Restaurant information
- Established: 2016
- Owners: Andrew Bassett Jeremie Thompson
- Food type: Cafe
- Location: 44 Elgin Street, Ottawa, Ontario, Canada
- Other locations: 2
- Website: www.lvcoffee.ca

= Little Victories Coffee Roasters =

Coffee roaster in Ottawa, Ontario, Canada

Little Victories Coffee Roasters is a coffee roastery and small chain of cafes located in Ottawa, Ontario.

==History==
The business was started by Andrew Bassett and Jeremie Thompson, two friends who had worked as baristas since their teenage years and sought to open their own concept. The pair started out selling their beans from the back of a bicycle repair shop in Ottawa's Hintonburg neighbourhood in 2016, before opening their first brick-and-mortar location in The Glebe in 2017.

During the early stages of the COVID-19 pandemic the cafe temporarily closed to in-person dining and switched to becoming a coffee bean delivery service to stay afloat.

They opened a second location in 2021, serving as the cafe's flagship, on Ottawa's Elgin Street and around the corner from Parliament Hill. A third location, focused entirely on pour over and AeroPress-style coffee, opened in 2024, situated in Downtown Ottawa.

==Concept==
The cafe offers Australian-style coffee, including items rarely found in Canada such as Aussie capps and magic coffee.

It discourages individuals from using the cafe to work, not providing wi-fi and treating the business as a "destination driver", providing an attractive space where individuals would feel comfortable sitting with friends and have conversations.

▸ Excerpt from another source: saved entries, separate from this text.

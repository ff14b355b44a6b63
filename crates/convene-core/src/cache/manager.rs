use std::future::Future;
use std::time::Duration;

use anyhow::Result;
use chrono::{DateTime, Utc};
use serde::{de::DeserializeOwned, Serialize};
use tracing::{debug, warn};

use super::entry::{now_millis, CacheEntry, DEFAULT_TTL};
use super::storage::Storage;
use super::CacheError;
use crate::filters::EventFilters;

/// Prefix shared by every key this application writes.
pub const APP_KEY_PREFIX: &str = "convention_app_";

pub fn cache_key(name: &str) -> String {
    format!("{}{}", APP_KEY_PREFIX, name)
}

/// One cache slot per distinct filter combination.
pub fn events_key(filters: &EventFilters) -> String {
    cache_key(&format!("events?{}", filters.to_query_string()))
}

pub fn announcements_key() -> String {
    cache_key("announcements")
}

pub fn favorites_key() -> String {
    cache_key("favorites")
}

/// Where a value returned by [`OfflineCache::fetch_with`] came from.
#[derive(Debug, Clone, Copy, PartialEq, Eq)]
pub enum DataSource {
    /// Fresh cache hit, no fetch performed
    Cache,
    /// Fetched just now and written to the cache
    Network,
    /// Fetch failed; last-known cached value served regardless of age
    StaleCache,
    /// Fetch failed with nothing cached; configured fallback served
    Fallback,
}

#[derive(Debug, Clone)]
pub struct Fetched<T> {
    pub data: T,
    pub source: DataSource,
    pub last_updated: Option<DateTime<Utc>>,
}

impl<T> Fetched<T> {
    fn from_entry(entry: CacheEntry<T>, source: DataSource) -> Self {
        let last_updated = entry.cached_at();
        Self {
            data: entry.data,
            source,
            last_updated,
        }
    }

    pub fn is_from_cache(&self) -> bool {
        matches!(self.source, DataSource::Cache | DataSource::StaleCache)
    }
}

/// Per-call settings: key, TTL and an optional value to serve when nothing else is available.
#[derive(Debug, Clone)]
pub struct CacheOptions<T> {
    pub key: String,
    pub ttl: Duration,
    pub fallback: Option<T>,
}

impl<T> CacheOptions<T> {
    pub fn new(key: impl Into<String>) -> Self {
        Self {
            key: key.into(),
            ttl: DEFAULT_TTL,
            fallback: None,
        }
    }

    pub fn ttl(mut self, ttl: Duration) -> Self {
        self.ttl = ttl;
        self
    }

    pub fn fallback(mut self, value: T) -> Self {
        self.fallback = Some(value);
        self
    }
}

/// TTL cache wrapper with stale-while-revalidate fallback.
///
/// Reads serve fresh entries directly; misses and stale entries trigger the
/// caller's fetch function, whose result is persisted with the current
/// timestamp. When the fetch fails, the last-known value is served no matter
/// how old it is. Storage problems are logged and behave like a cache miss.
pub struct OfflineCache<S> {
    storage: S,
}

impl<S: Storage> OfflineCache<S> {
    pub fn new(storage: S) -> Self {
        Self { storage }
    }

    pub fn storage(&self) -> &S {
        &self.storage
    }

    /// Read an entry without evicting it. Storage and parse errors count as a miss.
    fn peek<T: DeserializeOwned>(&self, key: &str) -> Option<CacheEntry<T>> {
        let raw = match self.storage.get_item(key) {
            Ok(Some(raw)) => raw,
            Ok(None) => return None,
            Err(e) => {
                warn!(key, error = %e, "Failed to read cache entry, treating as miss");
                return None;
            }
        };

        match serde_json::from_str(&raw) {
            Ok(entry) => Some(entry),
            Err(e) => {
                warn!(key, error = %e, "Failed to parse cache entry, treating as miss");
                None
            }
        }
    }

    fn write<T: Serialize>(&self, key: &str, data: &T, ttl: Duration) -> Result<i64, CacheError> {
        let entry = CacheEntry::new(data, ttl);
        let contents = serde_json::to_string(&entry).map_err(|source| CacheError::Serialize {
            key: key.to_string(),
            source,
        })?;
        self.storage.set_item(key, &contents)?;
        Ok(entry.timestamp)
    }

    /// Fresh entry for `key`, if any. A stale entry is evicted and reported as a miss.
    pub fn get<T: DeserializeOwned>(&self, key: &str) -> Option<CacheEntry<T>> {
        let entry = self.peek::<T>(key)?;
        if entry.is_stale() {
            debug!(key, "Evicting stale cache entry");
            if let Err(e) = self.storage.remove_item(key) {
                warn!(key, error = %e, "Failed to evict stale cache entry");
            }
            return None;
        }
        Some(entry)
    }

    pub fn save<T: Serialize>(&self, key: &str, data: &T, ttl: Duration) -> Result<(), CacheError> {
        self.write(key, data, ttl).map(|_| ())
    }

    /// Remove the entry for `key` regardless of age.
    pub fn clear(&self, key: &str) -> Result<(), CacheError> {
        debug!(key, "Clearing cache entry");
        self.storage.remove_item(key)?;
        Ok(())
    }

    /// When `key` was last written, fresh or not.
    pub fn last_updated(&self, key: &str) -> Option<DateTime<Utc>> {
        self.peek::<serde_json::Value>(key)
            .and_then(|entry| entry.cached_at())
    }

    /// True when there is no entry or it has outlived its TTL.
    pub fn is_stale(&self, key: &str) -> bool {
        match self.peek::<serde_json::Value>(key) {
            Some(entry) => entry.is_stale_at(now_millis()),
            None => true,
        }
    }

    /// Serve `key` from cache when fresh, otherwise fetch, persist and return.
    ///
    /// If the fetch fails, the previously cached value is returned even when
    /// stale; with nothing cached the fetch error is propagated.
    pub async fn fetch_data<T, F, Fut>(
        &self,
        key: &str,
        ttl: Duration,
        fetch_fn: F,
        force_refresh: bool,
    ) -> Result<T>
    where
        T: Serialize + DeserializeOwned,
        F: FnOnce() -> Fut,
        Fut: Future<Output = Result<T>>,
    {
        let options = CacheOptions::new(key).ttl(ttl);
        self.fetch_with(options, fetch_fn, force_refresh)
            .await
            .map(|fetched| fetched.data)
    }

    /// [`fetch_data`](Self::fetch_data) with `force_refresh` set.
    pub async fn refresh<T, F, Fut>(&self, key: &str, ttl: Duration, fetch_fn: F) -> Result<T>
    where
        T: Serialize + DeserializeOwned,
        F: FnOnce() -> Fut,
        Fut: Future<Output = Result<T>>,
    {
        self.fetch_data(key, ttl, fetch_fn, true).await
    }

    /// Like [`fetch_data`](Self::fetch_data) but reports provenance and honours a fallback value.
    pub async fn fetch_with<T, F, Fut>(
        &self,
        options: CacheOptions<T>,
        fetch_fn: F,
        force_refresh: bool,
    ) -> Result<Fetched<T>>
    where
        T: Serialize + DeserializeOwned,
        F: FnOnce() -> Fut,
        Fut: Future<Output = Result<T>>,
    {
        let CacheOptions { key, ttl, fallback } = options;

        // Not evicted here: a stale entry is still the fallback if the fetch fails
        let cached = match self.peek::<T>(&key) {
            Some(entry) if !force_refresh && !entry.is_stale() => {
                debug!(key = %key, "Cache hit");
                return Ok(Fetched::from_entry(entry, DataSource::Cache));
            }
            other => other,
        };

        debug!(key = %key, force_refresh, has_cached = cached.is_some(), "Fetching fresh data");

        match fetch_fn().await {
            Ok(data) => {
                let last_updated = match self.write(&key, &data, ttl) {
                    Ok(timestamp) => DateTime::from_timestamp_millis(timestamp),
                    Err(e) => {
                        warn!(key = %key, error = %e, "Failed to write cache entry");
                        Some(Utc::now())
                    }
                };
                Ok(Fetched {
                    data,
                    source: DataSource::Network,
                    last_updated,
                })
            }
            Err(err) => {
                if let Some(entry) = cached {
                    warn!(key = %key, error = %err, age = %entry.age_display(), "Fetch failed, serving cached data");
                    return Ok(Fetched::from_entry(entry, DataSource::StaleCache));
                }
                if let Some(data) = fallback {
                    warn!(key = %key, error = %err, "Fetch failed with nothing cached, serving fallback");
                    return Ok(Fetched {
                        data,
                        source: DataSource::Fallback,
                        last_updated: None,
                    });
                }
                Err(err)
            }
        }
    }

    fn app_keys(&self) -> Result<Vec<String>, CacheError> {
        Ok(self
            .storage
            .keys()?
            .into_iter()
            .filter(|key| key.starts_with(APP_KEY_PREFIX))
            .collect())
    }

    /// Remove every application key. Returns how many were removed.
    pub fn clear_all(&self) -> Result<usize, CacheError> {
        let keys = self.app_keys()?;
        for key in &keys {
            self.storage.remove_item(key)?;
        }
        debug!(count = keys.len(), "Cleared application cache");
        Ok(keys.len())
    }

    /// Total bytes stored under application keys. Errors are logged and count as zero.
    pub fn storage_size(&self) -> u64 {
        let keys = match self.app_keys() {
            Ok(keys) => keys,
            Err(e) => {
                warn!(error = %e, "Failed to list cache keys");
                return 0;
            }
        };

        keys.iter()
            .map(|key| match self.storage.get_item(key) {
                Ok(Some(value)) => value.len() as u64,
                Ok(None) => 0,
                Err(e) => {
                    debug!(key = %key, error = %e, "Failed to read cache entry for size");
                    0
                }
            })
            .sum()
    }

    /// Application keys with their age, for status displays.
    pub fn entries(&self) -> Vec<CacheStatus> {
        let keys = match self.app_keys() {
            Ok(keys) => keys,
            Err(e) => {
                warn!(error = %e, "Failed to list cache keys");
                return Vec::new();
            }
        };

        // offline documents share the prefix but are not TTL entries; skip them quietly
        keys.into_iter()
            .filter_map(|key| {
                let raw = self.storage.get_item(&key).ok()??;
                let entry: CacheEntry<serde_json::Value> = serde_json::from_str(&raw).ok()?;
                Some(CacheStatus {
                    age: entry.age_display(),
                    stale: entry.is_stale(),
                    key,
                })
            })
            .collect()
    }
}

#[derive(Debug, Clone, PartialEq, Eq)]
pub struct CacheStatus {
    pub key: String,
    pub age: String,
    pub stale: bool,
}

As a coffee roaster, Little Victories also sells its beans directly to consumers and to other restaurants and coffee shops for use.

==Recognition==
The cafe ranked #71 in the debut World's Best Coffee Shops list, one of three Canadian coffee shops to appear on the list.

Online coffee publication Sprudge recommended Little Victories as a must-visit cafe in Ottawa, highlighting its Austrian-style drinks.